**What you should do:** In the records below, tally every line containing "addr". Report only the total.

Stored data:
>>
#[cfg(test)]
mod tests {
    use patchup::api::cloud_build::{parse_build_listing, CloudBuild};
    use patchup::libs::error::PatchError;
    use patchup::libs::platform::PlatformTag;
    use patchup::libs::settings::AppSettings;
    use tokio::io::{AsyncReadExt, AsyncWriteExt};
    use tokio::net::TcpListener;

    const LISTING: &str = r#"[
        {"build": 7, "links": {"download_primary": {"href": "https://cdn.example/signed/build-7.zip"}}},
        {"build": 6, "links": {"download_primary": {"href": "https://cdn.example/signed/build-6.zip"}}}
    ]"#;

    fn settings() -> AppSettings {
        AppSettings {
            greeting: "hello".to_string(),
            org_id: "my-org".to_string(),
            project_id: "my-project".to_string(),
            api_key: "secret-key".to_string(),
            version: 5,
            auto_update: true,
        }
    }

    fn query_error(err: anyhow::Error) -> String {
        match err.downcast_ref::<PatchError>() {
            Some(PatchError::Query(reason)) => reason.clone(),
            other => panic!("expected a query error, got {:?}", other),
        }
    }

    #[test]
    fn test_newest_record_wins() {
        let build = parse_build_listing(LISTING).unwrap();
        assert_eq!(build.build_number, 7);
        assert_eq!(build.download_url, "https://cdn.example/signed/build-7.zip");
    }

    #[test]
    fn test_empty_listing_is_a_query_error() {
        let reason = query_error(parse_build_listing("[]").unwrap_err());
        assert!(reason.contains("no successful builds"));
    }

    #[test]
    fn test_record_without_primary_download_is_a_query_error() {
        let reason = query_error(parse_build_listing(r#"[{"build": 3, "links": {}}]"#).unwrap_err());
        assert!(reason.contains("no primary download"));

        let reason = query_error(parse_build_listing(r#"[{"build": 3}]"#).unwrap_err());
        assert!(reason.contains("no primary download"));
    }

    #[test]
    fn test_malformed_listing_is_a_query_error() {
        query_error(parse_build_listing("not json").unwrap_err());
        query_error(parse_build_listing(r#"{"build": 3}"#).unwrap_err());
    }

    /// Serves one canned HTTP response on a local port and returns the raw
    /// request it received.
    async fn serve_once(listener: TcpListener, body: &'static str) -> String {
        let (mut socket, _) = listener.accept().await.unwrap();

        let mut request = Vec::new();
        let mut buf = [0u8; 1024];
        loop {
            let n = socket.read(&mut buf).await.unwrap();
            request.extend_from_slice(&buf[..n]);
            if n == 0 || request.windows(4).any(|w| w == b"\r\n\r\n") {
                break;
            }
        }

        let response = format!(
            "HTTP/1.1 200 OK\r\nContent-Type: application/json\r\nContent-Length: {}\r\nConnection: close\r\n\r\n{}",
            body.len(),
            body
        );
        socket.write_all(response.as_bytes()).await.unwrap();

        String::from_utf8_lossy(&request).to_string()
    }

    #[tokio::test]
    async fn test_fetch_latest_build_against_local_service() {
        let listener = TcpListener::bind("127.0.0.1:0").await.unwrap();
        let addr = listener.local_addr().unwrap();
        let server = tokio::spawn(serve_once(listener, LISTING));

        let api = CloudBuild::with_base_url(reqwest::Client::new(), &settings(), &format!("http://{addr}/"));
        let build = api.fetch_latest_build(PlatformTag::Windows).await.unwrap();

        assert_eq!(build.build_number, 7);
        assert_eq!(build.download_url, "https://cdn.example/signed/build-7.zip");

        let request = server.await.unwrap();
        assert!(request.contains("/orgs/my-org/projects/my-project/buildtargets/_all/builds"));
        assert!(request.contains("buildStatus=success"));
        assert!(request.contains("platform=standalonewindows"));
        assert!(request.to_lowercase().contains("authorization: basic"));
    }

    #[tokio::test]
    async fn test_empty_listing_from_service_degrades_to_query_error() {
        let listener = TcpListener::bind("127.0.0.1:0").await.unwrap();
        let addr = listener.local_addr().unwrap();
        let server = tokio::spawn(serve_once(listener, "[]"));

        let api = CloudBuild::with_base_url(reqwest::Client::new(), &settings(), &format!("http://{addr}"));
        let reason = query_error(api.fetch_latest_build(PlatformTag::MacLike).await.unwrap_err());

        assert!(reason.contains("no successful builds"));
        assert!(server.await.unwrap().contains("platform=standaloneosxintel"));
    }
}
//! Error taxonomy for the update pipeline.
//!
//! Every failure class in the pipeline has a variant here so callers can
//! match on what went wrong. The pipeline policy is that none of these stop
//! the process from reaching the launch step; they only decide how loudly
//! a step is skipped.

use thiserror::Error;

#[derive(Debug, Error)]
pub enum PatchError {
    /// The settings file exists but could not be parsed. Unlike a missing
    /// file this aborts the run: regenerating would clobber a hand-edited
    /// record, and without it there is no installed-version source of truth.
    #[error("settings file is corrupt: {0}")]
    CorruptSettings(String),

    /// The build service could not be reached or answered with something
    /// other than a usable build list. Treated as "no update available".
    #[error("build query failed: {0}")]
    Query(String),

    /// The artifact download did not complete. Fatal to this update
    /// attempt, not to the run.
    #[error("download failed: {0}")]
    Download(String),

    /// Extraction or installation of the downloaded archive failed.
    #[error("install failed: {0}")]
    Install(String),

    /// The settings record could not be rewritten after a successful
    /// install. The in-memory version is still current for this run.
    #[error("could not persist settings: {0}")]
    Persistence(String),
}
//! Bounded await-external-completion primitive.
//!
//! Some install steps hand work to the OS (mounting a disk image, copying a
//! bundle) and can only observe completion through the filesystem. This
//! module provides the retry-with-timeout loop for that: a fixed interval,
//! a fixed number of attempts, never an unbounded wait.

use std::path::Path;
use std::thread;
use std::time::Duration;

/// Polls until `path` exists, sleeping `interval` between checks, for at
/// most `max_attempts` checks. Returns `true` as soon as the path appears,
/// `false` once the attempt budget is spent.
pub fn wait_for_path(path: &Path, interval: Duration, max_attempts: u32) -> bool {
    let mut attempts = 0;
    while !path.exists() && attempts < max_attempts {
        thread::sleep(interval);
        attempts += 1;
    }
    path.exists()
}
<<
**Answer for this exercise:** 4